Summary & Overview
HCPCS L3995: Addition to Upper Extremity Orthosis, Sock for Fracture
HCPCS Level II code L3995 denotes an addition to an upper extremity orthosis: a sock used for fracture care or equivalent purposes. This code captures discrete orthotic accessories supplied in addition to a primary upper extremity device and is relevant to clinicians, orthotics suppliers, and payers managing durable medical equipment (DME) claims. Nationally, orthotic accessory coding affects reimbursement, documentation requirements, and inventory tracking for upper-limb fracture management.

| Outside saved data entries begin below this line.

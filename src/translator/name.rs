// Translator name parsing: <source>2<target>[+<modifier>...][_<variant>]

use once_cell::sync::Lazy;
use regex::Regex;
use serde::{Deserialize, Deserializer, Serialize, Serializer};
use std::cmp::Ordering;
use std::convert::Infallible;
use std::fmt;
use std::str::FromStr;

static NAME_PATTERN: Lazy<Regex> = Lazy::new(|| {
    Regex::new(
        r"^(?P<source>[A-Za-z][A-Za-z0-9+\-]*?)2(?P<target>[A-Za-z0-9\-]+)(?:\+(?P<mods>[A-Za-z0-9+\-]+))?(?:_(?P<variant>.*))?$",
    )
    .expect("translator name pattern is valid")
});

/// Target modifier marking a translator that produces TeX-embedded text
pub const TEX_MODIFIER: &str = "tex";
/// Target modifier marking a translator that produces layered output
pub const LAYERS_MODIFIER: &str = "layers";

/// Parsed view of a translator name.
///
/// All parts are derived once at construction; the value never changes afterwards.
#[derive(Debug, Clone)]
pub struct TranslatorName {
    name: String,
    source: String,
    target_base: String,
    modifiers: Vec<String>,
    variante: String,
    full_source: String,
    basename: String,
}

impl TranslatorName {
    pub fn new(name: impl Into<String>) -> Self {
        let name = name.into();

        let Some(captures) = NAME_PATTERN.captures(&name) else {
            return Self {
                source: name.clone(),
                target_base: String::new(),
                modifiers: Vec::new(),
                variante: String::new(),
                full_source: name.clone(),
                basename: name.clone(),
                name,
            };
        };

        let source = captures["source"].to_string();
        let target_base = captures["target"].to_string();
        let modifiers: Vec<String> = captures
            .name("mods")
            .map(|m| {
                m.as_str()
                    .split('+')
                    .filter(|part| !part.is_empty())
                    .map(str::to_string)
                    .collect()
            })
            .unwrap_or_default();
        let variante = captures
            .name("variant")
            .map(|m| m.as_str().to_string())
            .unwrap_or_default();

        let mut full_source = source.clone();
        if modifiers.iter().any(|m| m == TEX_MODIFIER) {
            full_source = format!("ltx.{full_source}");
        }
        if modifiers.iter().any(|m| m == LAYERS_MODIFIER) {
            full_source = format!("layers.{full_source}");
        }

        let basename = match captures.name("variant") {
            // The variant group starts right after its '_' separator
            Some(variant) => name[..variant.start() - 1].to_string(),
            None => name.clone(),
        };

        Self {
            name,
            source,
            target_base,
            modifiers,
            variante,
            full_source,
            basename,
        }
    }

    /// Raw name as written in the definition file name
    pub fn as_str(&self) -> &str {
        &self.name
    }

    pub fn source(&self) -> &str {
        &self.source
    }

    /// Target type including its `+modifier` suffix, empty for malformed names
    pub fn target(&self) -> String {
        if self.modifiers.is_empty() {
            self.target_base.clone()
        } else {
            format!("{}+{}", self.target_base, self.modifiers.join("+"))
        }
    }

    /// Target type without modifiers
    pub fn target_base(&self) -> &str {
        &self.target_base
    }

    pub fn target_modifiers(&self) -> &[String] {
        &self.modifiers
    }

    pub fn has_modifier(&self, modifier: &str) -> bool {
        self.modifiers.iter().any(|m| m == modifier)
    }

    pub fn variante(&self) -> &str {
        &self.variante
    }

    /// Conflict-grouping key: the source qualified by the `tex`/`layers` modifiers
    pub fn full_source(&self) -> &str {
        &self.full_source
    }

    /// The name without its variant suffix
    pub fn basename(&self) -> &str {
        &self.basename
    }

    /// Whether the name follows the `<source>2<target>` grammar
    pub fn is_well_formed(&self) -> bool {
        !self.target_base.is_empty()
    }
}

impl PartialEq for TranslatorName {
    fn eq(&self, other: &Self) -> bool {
        self.name == other.name
    }
}

impl Eq for TranslatorName {}

impl std::hash::Hash for TranslatorName {
    fn hash<H: std::hash::Hasher>(&self, state: &mut H) {
        self.name.hash(state);
    }
}

impl PartialOrd for TranslatorName {
    fn partial_cmp(&self, other: &Self) -> Option<Ordering> {
        Some(self.cmp(other))
    }
}

impl Ord for TranslatorName {
    fn cmp(&self, other: &Self) -> Ordering {
        self.name.cmp(&other.name)
    }
}

impl FromStr for TranslatorName {
    type Err = Infallible;

    fn from_str(s: &str) -> std::result::Result<Self, Self::Err> {
        Ok(TranslatorName::new(s))
    }
}

impl From<&str> for TranslatorName {
    fn from(value: &str) -> Self {
        TranslatorName::new(value)
    }
}

impl fmt::Display for TranslatorName {
    fn fmt(&self, f: &mut fmt::Formatter<'_>) -> fmt::Result {
        f.write_str(&self.name)
    }
}

impl Serialize for TranslatorName {
    fn serialize<S: Serializer>(&self, serializer: S) -> std::result::Result<S::Ok, S::Error> {
        serializer.serialize_str(&self.name)
    }
}

impl<'de> Deserialize<'de> for TranslatorName {
    fn deserialize<D: Deserializer<'de>>(deserializer: D) -> std::result::Result<Self, D::Error> {
        let raw = String::deserialize(deserializer)?;
        Ok(TranslatorName::new(raw))
    }
}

Key payers included in this overview are Aetna, Blue Cross Blue Shield, Cigna Health, UnitedHealthcare, and Medicare. Readers will find a concise explanation of what the code represents, typical sites of service, and which payers commonly cover such orthotic additions. The publication outlines benchmarking context, common billing modifiers and coding considerations, and clinical context for use with upper extremity fractures and protective orthoses. Where specific payer policy details are not provided in the input, the section notes "Data not available in the input." This summary equips billing managers and policy analysts with the core facts needed to locate more detailed payer policies and to align documentation and billing practices with national orthotic accessory standards.
Billing Code Overview
HCPCS Level II code L3995 describes an addition to an upper extremity orthosis in the form of a sock intended for fracture management or an equivalent purpose. This item is billed as a discrete accessory or addition to a primary upper extremity orthotic device.
-
Service type: Durable medical equipment / orthotic accessory
-
Typical site of service: Outpatient clinic, orthotics/prosthetics supplier, ambulatory surgical center, or other outpatient settings where orthoses are fabricated, fitted, or dispensed.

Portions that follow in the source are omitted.